今や硫黄島を右翼基地に、沖縄島を左翼基地になさんとする敵が、わが本土心臓部に対して直接攻撃を行う戦形を取り得る至ったことは、残念ながrこれを認めねばならぬ。
本土に接近した敵が、今後われわれに対し、いかなる作戦をとって侵冦の歩度をせばめて来るか、既に「来らざるを待つ」の楽観を抱くべき事態ではもとよりない。しかし真に「待つ」態勢を言葉の上ではなく、現実の姿となすために、われわれは敵の侵襲の企画を一応頭に入れ、敵前に断行すべきは即刻これを実行せねばならぬ段階にある。
目標は日本の心臓部 キングの面憎い掲言
米連合艦隊司令長官兼海軍作戦部長アーネスト・キングは、海軍年次報告の中に於いて
「大平洋における米国の作戦は、<跳躍作戦>とも呼び得るが、この作戦の基礎をなす構想は、米国軍の作戦に必要な島を奪取する一方、作戦に絶対必要でない多くの敵の拠点----強固に防衛された---を取り残して進むことにある。即ち米国海軍は、日本軍の基地と基地を結ぶ連絡を遮断した結果、これらの孤立化した日本軍の基地は既に無害となり、米国軍は、これらの基地の占領に兵力を消費する必要を認めなくなった。」と述べている。
これは、ブーゲンビル、ラバウル、レイテ島、ルソン島を戦闘状態のまま取り残し、台湾を迂回して沖縄侵攻し来った敵の手口である。そして彼は今後の作戦に対して云う。
「我々は、現在までのところ、日本の心臓部に攻撃を加え得る基地を獲得するにすぎぬ。米国の目標は日本の心臓部である。」と。

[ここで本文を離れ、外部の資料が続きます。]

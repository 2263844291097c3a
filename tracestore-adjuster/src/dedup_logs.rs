use tracestore_model::Trace;

use crate::Adjuster;

/// Removes adjacent logs with identical timestamp and fields, a common
/// artifact of retried instrumentation that records the same event twice.
/// Only adjacent duplicates are collapsed — logs are never reordered.
#[derive(Clone, Copy, Debug, Default)]
pub struct DeduplicateLogs;

impl Adjuster for DeduplicateLogs {
    fn adjust(&self, mut trace: Trace) -> Trace {
        for span in &mut trace.spans {
            span.logs.dedup_by(|a, b| a.timestamp == b.timestamp && a.fields == b.fields);
        }
        trace
    }
}

#[cfg(test)]
mod tests {
    use super::*;
    use tracestore_model::testing::new_test_trace;
    use tracestore_model::{KeyValue, Log, TraceId};

    #[test]
    fn collapses_adjacent_identical_logs_only() {
        let mut trace = new_test_trace(TraceId::new(0, 1));
        let t0 = std::time::SystemTime::UNIX_EPOCH;
        let fields = vec![KeyValue::new("event", "retry")];
        trace.spans[0].logs = vec![
            Log { timestamp: t0, fields: fields.clone() },
            Log { timestamp: t0, fields: fields.clone() },
            Log { timestamp: t0, fields: vec![KeyValue::new("event", "other")] },
            Log { timestamp: t0, fields: fields.clone() },
        ];
        let adjusted = DeduplicateLogs.adjust(trace);
        assert_eq!(adjusted.spans[0].logs.len(), 3);
    }
}
// src/engine/cycle.rs

//! Stage and finalize phases for a single queued run.

use std::path::{Path, PathBuf};

use anyhow::{Context, Result};
use tracing::{error, info, warn};

use crate::fsops;
use crate::run::{self, Run};

/// Subfolder of a staged run where the pipeline writes its output.
pub const REPORTS_DIR: &str = "reports";

/// Report file whose presence is the authoritative success signal.
pub const SUCCESS_SIGNAL: &str = "combinedMetadata.csv";

/// What finalize did for one run.
#[derive(Debug, Clone)]
pub struct FinalizeReport {
    /// NAS directory the results were copied to (collision-resolved).
    pub target: PathBuf,
    /// Whether `reports/combinedMetadata.csv` was present in the staged copy.
    pub signal_present: bool,
    /// Whether the copy-back succeeded. When false, the staged copy and the
    /// original `_Queued` directory are left in place for manual recovery.
    pub copied_back: bool,
}

/// Copy a queued run from the NAS to the processing node.
///
/// Returns the staged directory. The NAS original stays in place (still
/// tagged `_Queued`) until finalize removes it. Any failure means the run is
/// not staged; the caller logs and moves on to the next run.
pub fn stage_run(queued: &Run, node_root: &Path) -> Result<PathBuf> {
    let desired = node_root.join(&queued.name);
    let dest = fsops::resolve_collision(&desired)
        .with_context(|| format!("resolving node destination for {}", queued.name))?;

    let copied = fsops::copy_tree(&queued.path, &dest)
        .with_context(|| format!("staging {} to {:?}", queued.name, dest))?;

    info!("staged {} to {:?} ({copied} files)", queued.name, dest);
    Ok(dest)
}

/// Copy results back to the NAS and clean up both copies of the run.
///
/// The success signal (`reports/combinedMetadata.csv`) is checked and logged
/// first, but result collection proceeds either way. Raw `*.fastq.gz` input
/// is stripped from the staged copy before the copy-back. Deletions happen
/// only after a successful copy-back and go through the protected delete.
pub fn finalize_run(
    queued: &Run,
    staged: &Path,
    intake_dir: &Path,
    protected: &[PathBuf],
) -> Result<FinalizeReport> {
    let signal = staged.join(REPORTS_DIR).join(SUCCESS_SIGNAL);
    let signal_present = signal.is_file();
    if signal_present {
        info!("{} assembled successfully ({:?} present)", queued.name, signal);
    } else {
        error!(
            "{} assembly appears to have failed ({:?} missing), collecting results anyway",
            queued.name, signal
        );
    }

    let desired = intake_dir.join(run::assembled_name(&queued.name));
    let target = fsops::resolve_collision(&desired)
        .with_context(|| format!("resolving NAS target for {}", queued.name))?;

    let pruned = fsops::prune_fastq_gz(staged)
        .with_context(|| format!("pruning fastq.gz files from {:?}", staged))?;
    if pruned > 0 {
        info!("pruned {pruned} fastq.gz file(s) from {:?}", staged);
    }

    if let Err(err) = fsops::copy_tree(staged, &target) {
        // Leave both the staged copy and the NAS original for manual
        // recovery; deleting after a failed copy-back would lose the run.
        error!(
            "copying results of {} back to {:?} failed: {err:#}; skipping cleanup",
            queued.name, target
        );
        return Ok(FinalizeReport {
            target,
            signal_present,
            copied_back: false,
        });
    }
    info!("copied results of {} to {:?}", queued.name, target);

    if let Err(err) = fsops::remove_tree_protected(staged, protected) {
        warn!("failed to remove staged copy {:?}: {err:#}", staged);
    }
    if let Err(err) = fsops::remove_tree_protected(&queued.path, protected) {
        warn!("failed to remove NAS original {:?}: {err:#}", queued.path);
    }

    Ok(FinalizeReport {
        target,
        signal_present,
        copied_back: true,
    })
}
// src/main.rs

use runwatch::{cli, logging, run};

#[tokio::main]
async fn main() {
    if let Err(err) = run_main().await {
        eprintln!("runwatch error: {err:?}");
        std::process::exit(1);
    }
}

async fn run_main() -> anyhow::Result<()> {
    let args = cli::parse();
    logging::init_logging(args.log_level)?;
    run(args).await
}
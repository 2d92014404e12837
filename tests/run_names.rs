use runwatch::run::{assembled_name, base_name, queued_name, RunState};

#[test]
fn state_decodes_from_suffixes() {
    assert_eq!(RunState::of_name("Run1"), RunState::Incoming);
    assert_eq!(RunState::of_name("Run1_Ready"), RunState::Ready);
    assert_eq!(RunState::of_name("Run1_Ready_Queued"), RunState::Queued);
    assert_eq!(RunState::of_name("Run1_Assembled"), RunState::Assembled);
}

#[test]
fn queued_and_assembled_dominate_ready() {
    assert_eq!(RunState::of_name("Run1_Ready_Queued"), RunState::Queued);
    // An assembled name never regresses, whatever else it contains.
    assert_eq!(RunState::of_name("Run1_Ready_Assembled"), RunState::Assembled);
}

#[test]
fn collision_suffix_does_not_change_state() {
    assert_eq!(RunState::of_name("Run1_Ready_Queued_1"), RunState::Queued);
    assert_eq!(RunState::of_name("Run1_Assembled_42"), RunState::Assembled);
}

#[test]
fn base_name_strips_all_tags() {
    assert_eq!(base_name("Run1"), "Run1");
    assert_eq!(base_name("Run1_Ready"), "Run1");
    assert_eq!(base_name("Run1_Ready_Queued"), "Run1");
    assert_eq!(base_name("Run1_Assembled"), "Run1");
}

#[test]
fn encode_is_deterministic() {
    assert_eq!(queued_name("Run1_Ready"), "Run1_Ready_Queued");
    assert_eq!(assembled_name("Run1_Ready_Queued"), "Run1_Assembled");
    assert_eq!(assembled_name("Run1_Ready"), "Run1_Assembled");
}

彼はわが本土直接攻撃を意図しつつあると見るべきであろう。
先ず大陸接岸作戦 ニミッツ年来の野望
ニミッツの不逞なる宿志は大陸接岸作戦である。
「米軍は日本を最後的に破り得る基地を獲得するため、大平洋を横断して支那大陸への到達を企画している。一度この足場が出来たとき、日本空襲も意のままとなろう。」
これは昨年2月彼が声明した言葉である。南支沿岸に橋頭堡を設置し、在支米軍の強化と共に、対日侵攻の足場とすることは、彼の大平洋作戦の唯一の計画であった。しかし昨秋わが南支作戦が行われ、大陸東西分断作戦が敢行された際、この野望は一応挫折したかに見えた。
その後、戦局の進展と共に、敵機動部隊が自由に東支那海を遊弋するに至るや、ニミッツの野望は、再び敵の対日作戦論の流れの中に生き返って来た。

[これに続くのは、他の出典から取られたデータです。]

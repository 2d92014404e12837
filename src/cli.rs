// src/cli.rs

//! CLI argument parsing using `clap`.
//!
//! Every mount/path option can also come from the TOML config file; a flag
//! given on the command line wins over the file. See `config::settings`.

use clap::{Parser, ValueEnum};

/// Command-line arguments for `runwatch`.
#[derive(Debug, Clone, Parser)]
#[command(
    name = "runwatch",
    version,
    about = "Watch a NAS folder for sequencing runs and drive an assembly pipeline.",
    long_about = None
)]
pub struct CliArgs {
    /// Path to the config file (TOML).
    ///
    /// Default: `Runwatch.toml` in the current working directory. If the
    /// default file does not exist, built-in defaults are used instead.
    #[arg(long, value_name = "PATH")]
    pub config: Option<String>,

    /// Mount point of the MiSeq instrument (retained, unused by the core loop).
    #[arg(short = 'm', long, value_name = "PATH")]
    pub miseq_mount: Option<String>,

    /// Mount point of the shared NAS.
    #[arg(short = 'n', long, value_name = "PATH")]
    pub nas_mount: Option<String>,

    /// Mount point of the destination folder on the processing node.
    #[arg(short = 'd', long, value_name = "PATH")]
    pub node_mount: Option<String>,

    /// Name of the folder under the NAS mount containing runs to assemble.
    #[arg(short = 'a', long, value_name = "NAME")]
    pub intake_folder: Option<String>,

    /// Seconds to sleep between each search for new runs.
    #[arg(short = 's', long, value_name = "SECS")]
    pub sleep_secs: Option<u64>,

    /// Path of the external assembly pipeline executable.
    #[arg(long, value_name = "PATH")]
    pub pipeline: Option<String>,

    /// Auxiliary resource path passed to the pipeline as its first argument.
    #[arg(long, value_name = "PATH")]
    pub reference: Option<String>,

    /// Run a single intake/assemble cycle and exit instead of looping.
    #[arg(long)]
    pub once: bool,

    /// Print the resolved settings and exit without touching the filesystem.
    #[arg(long)]
    pub dry_run: bool,

    /// Logging level (error, warn, info, debug, trace).
    ///
    /// If omitted, `RUNWATCH_LOG` or a default level will be used.
    #[arg(long, value_enum, value_name = "LEVEL")]
    pub log_level: Option<LogLevel>,
}

/// Log level as exposed on the CLI.
#[derive(Debug, Copy, Clone, ValueEnum)]
pub enum LogLevel {
    Error,
    Warn,
    Info,
    Debug,
    Trace,
}

/// Convenience wrapper around `CliArgs::parse()`.
pub fn parse() -> CliArgs {
    CliArgs::parse()
}
// src/engine/pacing.rs

//! Inter-cycle pacing: one timed wait with periodic progress logging.

use std::time::Duration;

use tokio::time::{self, Instant};
use tracing::info;

/// How often the remaining wait time is logged.
pub const PROGRESS_INTERVAL: Duration = Duration::from_secs(60);

/// Sleep for `total`, logging the remaining time every `progress_every`.
///
/// This is a single deadline-based wait, not a decrementing busy loop; the
/// ticker only produces the progress log lines.
pub async fn sleep_with_progress(total: Duration, progress_every: Duration) {
    let deadline = Instant::now() + total;
    let sleep = time::sleep_until(deadline);
    tokio::pin!(sleep);

    let mut ticker = time::interval(progress_every);
    // The first tick of an interval completes immediately; consume it.
    ticker.tick().await;

    loop {
        tokio::select! {
            _ = &mut sleep => break,
            _ = ticker.tick() => {
                let remaining = deadline.saturating_duration_since(Instant::now());
                info!("restarting loop in {}", format_mm_ss(remaining));
            }
        }
    }
}

/// Format a duration as `MM:SS`.
pub fn format_mm_ss(d: Duration) -> String {
    let secs = d.as_secs();
    format!("{:02}:{:02}", secs / 60, secs % 60)
}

「全面的な戦略はアジア大陸に対する上陸作戦にある。」との彼の根本理念は、在支米司令官ウエデイマイヤーによって支持されている。
彼は云う。「島伝いの飛び石作戦では日本を撃破できるとは考え得られない。日本は今次戦争の最後の決戦に備えて自ら大陸戦略に没入した。この日本軍と相対し、かつ、空軍を使用するには大陸軍を必要とする。」と。

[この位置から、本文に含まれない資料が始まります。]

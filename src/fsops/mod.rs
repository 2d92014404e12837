// src/fsops/mod.rs

//! Filesystem primitives used by the stage and finalize phases.
//!
//! Everything here operates on real paths with `std::fs`; the phases own the
//! decision of what to copy or delete, this module owns how.

use std::fs;
use std::path::{Path, PathBuf};

use anyhow::{anyhow, Context, Result};
use globset::Glob;
use tracing::{debug, error, warn};

/// Highest `_N` suffix probed when a destination already exists.
pub const MAX_COLLISION_PROBES: u32 = 99;

/// Outcome of a guarded recursive delete.
#[derive(Debug, Clone, Copy, PartialEq, Eq)]
pub enum DeleteOutcome {
    /// The tree was removed.
    Removed,
    /// The target matched a protected root; nothing was touched.
    Refused,
}

/// Recursively copy a directory tree, returning the number of files copied.
///
/// The destination directory is created; existing files underneath it are
/// overwritten. Entries that are neither files nor directories (sockets,
/// broken symlinks) are skipped with a warning.
pub fn copy_tree(src: &Path, dst: &Path) -> Result<u64> {
    fs::create_dir_all(dst).with_context(|| format!("creating directory {:?}", dst))?;

    let mut copied = 0u64;
    let entries =
        fs::read_dir(src).with_context(|| format!("reading directory {:?}", src))?;

    for entry in entries {
        let entry = entry.with_context(|| format!("reading entry in {:?}", src))?;
        let from = entry.path();
        let to = dst.join(entry.file_name());
        let file_type = entry
            .file_type()
            .with_context(|| format!("reading file type of {:?}", from))?;

        if file_type.is_dir() {
            copied += copy_tree(&from, &to)?;
        } else if file_type.is_file() {
            fs::copy(&from, &to)
                .with_context(|| format!("copying {:?} to {:?}", from, to))?;
            copied += 1;
        } else {
            warn!("skipping non-regular entry {:?}", from);
        }
    }

    Ok(copied)
}

/// Resolve a destination path that may already be taken.
///
/// If `desired` does not exist it is returned unchanged. Otherwise suffixes
/// `_1` through `_99` are probed in order and the first free slot is chosen,
/// with a warning naming the collision. When every slot is taken the caller
/// must abort this run's operation; nothing is ever overwritten.
pub fn resolve_collision(desired: &Path) -> Result<PathBuf> {
    if !desired.exists() {
        return Ok(desired.to_path_buf());
    }

    let name = desired
        .file_name()
        .map(|n| n.to_string_lossy().into_owned())
        .with_context(|| format!("destination {:?} has no leaf name", desired))?;

    for n in 1..=MAX_COLLISION_PROBES {
        let candidate = desired.with_file_name(format!("{name}_{n}"));
        if !candidate.exists() {
            warn!(
                "destination {:?} already exists, using suffix _{n} ({:?})",
                desired, candidate
            );
            return Ok(candidate);
        }
    }

    Err(anyhow!(
        "destination {:?} and all {} collision suffixes are taken",
        desired,
        MAX_COLLISION_PROBES
    ))
}

/// Delete every `*.fastq.gz` file under `dir`, returning how many were
/// removed. Raw sequencing input is never copied back to the NAS.
pub fn prune_fastq_gz(dir: &Path) -> Result<usize> {
    let matcher = Glob::new("*.fastq.gz")
        .context("compiling fastq.gz glob")?
        .compile_matcher();

    let mut removed = 0usize;
    let mut stack = vec![dir.to_path_buf()];

    while let Some(current) = stack.pop() {
        let entries =
            fs::read_dir(&current).with_context(|| format!("reading directory {:?}", current))?;
        for entry in entries {
            let entry = entry.with_context(|| format!("reading entry in {:?}", current))?;
            let path = entry.path();
            if path.is_dir() {
                stack.push(path);
            } else if matcher.is_match(entry.file_name()) {
                fs::remove_file(&path)
                    .with_context(|| format!("removing fastq file {:?}", path))?;
                debug!("pruned {:?}", path);
                removed += 1;
            }
        }
    }

    Ok(removed)
}

/// Recursively delete a directory tree, refusing protected roots.
///
/// The guard runs before any mutation: if `target` resolves to the
/// filesystem root or to any path in `protected`, an error is logged, no
/// file is touched, and `Refused` is returned. A naming or path-join bug
/// elsewhere must never be able to produce a top-level deletion.
pub fn remove_tree_protected(target: &Path, protected: &[PathBuf]) -> Result<DeleteOutcome> {
    let resolved = target
        .canonicalize()
        .with_context(|| format!("resolving delete target {:?}", target))?;

    if is_protected(&resolved, protected) {
        error!(
            "refusing to delete protected path {:?} (resolved {:?})",
            target, resolved
        );
        return Ok(DeleteOutcome::Refused);
    }

    fs::remove_dir_all(&resolved)
        .with_context(|| format!("removing directory tree {:?}", resolved))?;
    debug!("removed directory tree {:?}", resolved);
    Ok(DeleteOutcome::Removed)
}

fn is_protected(resolved: &Path, protected: &[PathBuf]) -> bool {
    if resolved.parent().is_none() {
        // Filesystem root, always protected.
        return true;
    }
    protected.iter().any(|p| {
        // Compare against the canonical form when the protected root exists,
        // falling back to the raw spelling when it does not.
        match p.canonicalize() {
            Ok(canon) => resolved == canon,
            Err(_) => resolved == p,
        }
    })
}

国務次官グルー、海軍長官フオレスタル等も、大陸接岸作戦論に傾いている。
直線上陸の一本槍 ハルゼイの野牛戦法
ハルゼイは本土直接上陸の一本槍だ。「野牛」と云う綽名が示すように、獰猛で貪欲で強引な彼は、マリアナ基地より硫黄島へ、硫黄島より、わが本土心臓部へ----の直接法的な侵攻を根本理念としている。先頃、本国でキング、ニミッツ、彼ハルゼイ、更にウエデマイヤーうを加えて開かれた作戦会議においても、ハルゼイ・・・・に主張したことであろう。
大陸接岸作戦の構想は、前述のように、敵の軍事指導者が支持しているのにも拘らず、硫黄島の喪失、沖縄島への敵上陸以来、この作戦は一般軍事評論家(例えば、ハンソン・ボールドウインの如き)の間にも修正されて来た。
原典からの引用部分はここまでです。